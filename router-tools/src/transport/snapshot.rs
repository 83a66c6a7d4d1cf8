use std::fs;
use std::path::PathBuf;
use std::time::Duration;

use tracing::debug;

use super::{Endpoint, Transport, TransportError};

const INCLUDE_PIPE: &str = "| include ";

/// Serves previously captured `show running-config` output from `<dir>/<host>.txt`.
///
/// A trailing `| include <text>` on the command is applied to the capture the
/// way the device would apply it, so the NAT modes work unchanged offline.
#[derive(Debug, Clone)]
pub struct SnapshotTransport {
    dir: PathBuf,
}

impl SnapshotTransport {
    pub fn new(dir: impl Into<PathBuf>) -> Self {
        Self { dir: dir.into() }
    }

    fn capture_path(&self, endpoint: &Endpoint) -> PathBuf {
        self.dir.join(format!("{}.txt", endpoint.host))
    }
}

impl Transport for SnapshotTransport {
    fn fetch(
        &self,
        endpoint: &Endpoint,
        command: &str,
        _timeout: Duration,
    ) -> Result<String, TransportError> {
        let path = self.capture_path(endpoint);
        debug!(path = %path.display(), command, "reading capture");
        let raw = fs::read_to_string(&path).map_err(|err| TransportError::Transport {
            endpoint: endpoint.to_string(),
            detail: format!("cannot read capture {}: {err}", path.display()),
        })?;

        Ok(match include_pattern(command) {
            Some(pattern) => raw
                .lines()
                .filter(|line| line.contains(pattern))
                .collect::<Vec<_>>()
                .join("\n"),
            None => raw,
        })
    }
}

fn include_pattern(command: &str) -> Option<&str> {
    command
        .split_once(INCLUDE_PIPE)
        .map(|(_, pattern)| pattern.trim())
        .filter(|pattern| !pattern.is_empty())
}
use anyhow::Result;
use router_tools::compare::CompareError;
use router_tools::report::render_blocked;

use crate::cli::OutputFormat;

/// Print what is known about a blocked comparison before the error itself is
/// reported. Any other error prints nothing.
pub fn print_blocked(format: OutputFormat, err: &CompareError, match_prefix: Option<&str>) -> Result<()> {
    let CompareError::Blocked {
        host, available, ..
    } = err
    else {
        return Ok(());
    };
    match format {
        OutputFormat::Text => println!("{}\n", render_blocked(available, match_prefix, host)),
        OutputFormat::Json => println!(
            "{}",
            serde_json::to_string_pretty(&serde_json::json!({
                "blocked_by": host,
                "available": available,
            }))?
        ),
    }
    Ok(())
}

──────────────────────────────

#### Work instruction
From the listing above, pick out each line where the word "PathBuf" appears.

#### Expected answer
use std::path::PathBuf;
    dir: PathBuf,
    pub fn new(dir: impl Into<PathBuf>) -> Self {
    fn capture_path(&self, endpoint: &Endpoint) -> PathBuf {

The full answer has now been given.